The appraisal is swift. If you are Coo, the looks
will linger, they'll follow you across the room. If you are not
Coo, the expressions go blank, the eyes sweep away and there's a
swish of dimension on dimension as the Coo universe rotates through
the Higher Planes it inhabits and instantly shuts you out.
The newest pubs are filled with Coo's most rarified
inhabitants: The Air Kissers. The very epitome of Coo. "Oh
hello dahling, you're looking smashing tonight" Mooh mooh mooh.
"What an interesting dress, I lurve it." Mooh mooh mooh.
Backless, strapless, shiny, flared, high heeled,
platformed, sequined, designer, gelled, bejewelled... and that's
just the boys. The girls exhibit slightly better taste and all manage
to be beautiful, redolent with expensive perfumes as well as offering
vistas of luscious backs you could eat sushi off, and arms you'd
want to marinate in wine.
Herd at a bar
The Coo crowd spend their weekends going from one Coo place to the
other. This is not to suggest that there are many Coo places in
Bangalore. At any given point in time, there is ONLY ONE Coo place
and that's where EVERYBODY goes. After a few weekends, the Coo crowd
realise they are having to ignore more and more of the patrons of
their haunt, so they get up and move en masseto the next
Coo place. There's never any reason to return: Coo places are like
pimples, there's always another coming up somewhere.
After a few months of wildebeest-like migration,
some astute members of the Coo crowd realise that they are seeing
the same people weekend after weekend.
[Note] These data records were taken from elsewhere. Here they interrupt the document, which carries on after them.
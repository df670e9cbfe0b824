// ============================================================
// Layer 5 — Quiz Synthesis Layer
// ============================================================
// Everything that turns ranked sentences into questions.
//
//   concept.rs          — category triggers + keyword fallback
//   multiple_choice.rs  — two-pass concept-based multiple-choice
//   essay.rs            — filtered, concept-deduplicated essays
//   legacy.rs           — single-pass word-masking / raw-sentence generator
//
// All generators implement domain::traits::QuestionSynthesizer and
// take their randomness as an argument, so a seeded StdRng gives a
// reproducible quiz and nothing here holds state between calls.

/// Category detection and keyword extraction
pub mod concept;

/// Concept-based multiple-choice questions
pub mod multiple_choice;

/// Concept-based essay questions
pub mod essay;

/// Single-pass legacy generator
pub mod legacy;

use std::{fmt, str::FromStr};

use crate::domain::error::QuizError;
use crate::domain::question::QuestionType;
use crate::domain::traits::QuestionSynthesizer;

use essay::ConceptEssay;
use legacy::LegacySynthesizer;
use multiple_choice::ConceptMultipleChoice;

/// Which family of generators to use.
#[derive(Debug, Clone, Copy, PartialEq, Eq, Default)]
pub enum QuestionStrategy {
    Legacy,
    #[default]
    ConceptBased,
}

impl QuestionStrategy {
    /// The generator for this strategy and question type
    pub fn synthesizer(self, question_type: QuestionType) -> Box<dyn QuestionSynthesizer> {
        match (self, question_type) {
            (QuestionStrategy::Legacy, qt) => Box::new(LegacySynthesizer::new(qt)),
            (QuestionStrategy::ConceptBased, QuestionType::MultipleChoice) => {
                Box::new(ConceptMultipleChoice::new())
            }
            (QuestionStrategy::ConceptBased, QuestionType::Essay) => Box::new(ConceptEssay::new()),
        }
    }
}

impl fmt::Display for QuestionStrategy {
    fn fmt(&self, f: &mut fmt::Formatter<'_>) -> fmt::Result {
        f.write_str(match self {
            QuestionStrategy::Legacy       => "legacy",
            QuestionStrategy::ConceptBased => "concept",
        })
    }
}

impl FromStr for QuestionStrategy {
    type Err = QuizError;

    fn from_str(s: &str) -> Result<Self, Self::Err> {
        match s.trim().to_lowercase().as_str() {
            "legacy"                                => Ok(QuestionStrategy::Legacy),
            "concept" | "concept-based" | "concept_based" => Ok(QuestionStrategy::ConceptBased),
            other => Err(QuizError::InvalidConfiguration(format!(
                "unknown strategy '{other}' (expected 'concept' or 'legacy')"
            ))),
        }
    }
}

#[cfg(test)]
mod tests {
    use super::*;
    use rand::{rngs::StdRng, SeedableRng};

    #[test]
    fn test_parse_strategy() {
        assert_eq!("legacy".parse::<QuestionStrategy>().unwrap(), QuestionStrategy::Legacy);
        assert_eq!("Concept-Based".parse::<QuestionStrategy>().unwrap(), QuestionStrategy::ConceptBased);
        assert!("llm".parse::<QuestionStrategy>().is_err());
    }

    #[test]
    fn test_synthesizer_dispatch_produces_matching_type() {
        let sentences = vec![
            "Banjir disebabkan oleh curah hujan yang sangat tinggi di wilayah hulu sungai.".to_string(),
        ];
        for strategy in [QuestionStrategy::Legacy, QuestionStrategy::ConceptBased] {
            for qt in [QuestionType::MultipleChoice, QuestionType::Essay] {
                let out = strategy
                    .synthesizer(qt)
                    .synthesize(&sentences, 1, &mut StdRng::seed_from_u64(1));
                assert_eq!(out.len(), 1, "{strategy} / {qt}");
                assert_eq!(out[0].kind(), qt);
            }
        }
    }
}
The only thing that changes
is that the lighting goes from one virulent colour to another; the
surfaces go from one polished material to another and instead of
paying Rs.250 for a whiff from a passing bottle of vodka, they're
paying Rs.300. So some of the Coo crowd (these are still the astute
ones) begin working out that paying enormous sums of money to be
seen by the same people at different places every weekend isn't
all that they thought it would have been.
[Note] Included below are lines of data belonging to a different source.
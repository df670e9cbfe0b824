// ============================================================
// Layer 6 — Material Store
// ============================================================
// Keeps a copy of every submitted text so a quiz can be traced back
// to the material it came from.
//
// One JSON file per submission:
//
//   materials/
//     material_3f2c9a1e-....json
//     material_b81d07c4-....json
//
//   {
//     "id":         "3f2c9a1e-...",        ← UUID v4, returned to caller
//     "stored_at":  "2026-03-01T08:15:00Z",
//     "char_count": 1834,
//     "text":       "..."
//   }

use anyhow::{Context, Result};
use chrono::{DateTime, Utc};
use serde::{Deserialize, Serialize};
use std::{fs, path::PathBuf};
use uuid::Uuid;

use crate::domain::traits::MaterialStore;

#[derive(Debug, Clone, PartialEq, Serialize, Deserialize)]
pub struct MaterialRecord {
    pub id:         String,
    pub stored_at:  DateTime<Utc>,
    pub char_count: usize,
    pub text:       String,
}

/// Stores materials as JSON records under one directory.
pub struct FileMaterialStore {
    dir: PathBuf,
}

impl FileMaterialStore {
    pub fn new(dir: impl Into<PathBuf>) -> Self {
        Self { dir: dir.into() }
    }

    fn record_path(&self, id: &str) -> PathBuf {
        self.dir.join(format!("material_{id}.json"))
    }

    /// Read back a record written by `store`.
    pub fn load(&self, id: &str) -> Result<MaterialRecord> {
        let path = self.record_path(id);
        let json = fs::read_to_string(&path)
            .with_context(|| format!("Cannot read material '{}'", path.display()))?;
        serde_json::from_str(&json)
            .with_context(|| format!("Material '{}' is not a valid record", path.display()))
    }
}

impl MaterialStore for FileMaterialStore {
    fn store(&self, text: &str) -> Result<String> {
        fs::create_dir_all(&self.dir)
            .with_context(|| format!("Cannot create store directory '{}'", self.dir.display()))?;

        let record = MaterialRecord {
            id:         Uuid::new_v4().to_string(),
            stored_at:  Utc::now(),
            char_count: text.chars().count(),
            text:       text.to_string(),
        };

        let path = self.record_path(&record.id);
        fs::write(&path, serde_json::to_string_pretty(&record)?)
            .with_context(|| format!("Cannot write material to '{}'", path.display()))?;

        tracing::debug!("Stored material {} ({} chars)", record.id, record.char_count);
        Ok(record.id)
    }
}

// ─── Unit Tests ───────────────────────────────────────────────────────────────
#[cfg(test)]
mod tests {
    use super::*;
    use tempfile::tempdir;

    #[test]
    fn test_store_then_load() {
        let dir   = tempdir().unwrap();
        let store = FileMaterialStore::new(dir.path().join("materials"));

        let id = store.store("Banjir disebabkan hujan.").unwrap();
        assert!(Uuid::parse_str(&id).is_ok());

        let record = store.load(&id).unwrap();
        assert_eq!(record.id, id);
        assert_eq!(record.text, "Banjir disebabkan hujan.");
        assert_eq!(record.char_count, 24);
    }

    #[test]
    fn test_each_store_gets_new_id() {
        let dir   = tempdir().unwrap();
        let store = FileMaterialStore::new(dir.path());
        let a = store.store("sama").unwrap();
        let b = store.store("sama").unwrap();
        assert_ne!(a, b);
        assert_eq!(fs::read_dir(dir.path()).unwrap().count(), 2);
    }

    #[test]
    fn test_load_missing_record_fails() {
        let dir = tempdir().unwrap();
        assert!(FileMaterialStore::new(dir.path()).load("nope").is_err());
    }
}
Some of them end up being Bangalore's anti-Coo
(article coming later). Others simply end up staying at home. You
see, being seen in India is hardly at a premium; you could trudge
down a railway platform and be seen in five minutes by more people
than there are in the British Isles.
But for the Coo crowd who stay Coo, it is the
quality of those glances that count. Being seen must involve appraisal,
judgement and, finally, grudging acceptance for it to be worth anything.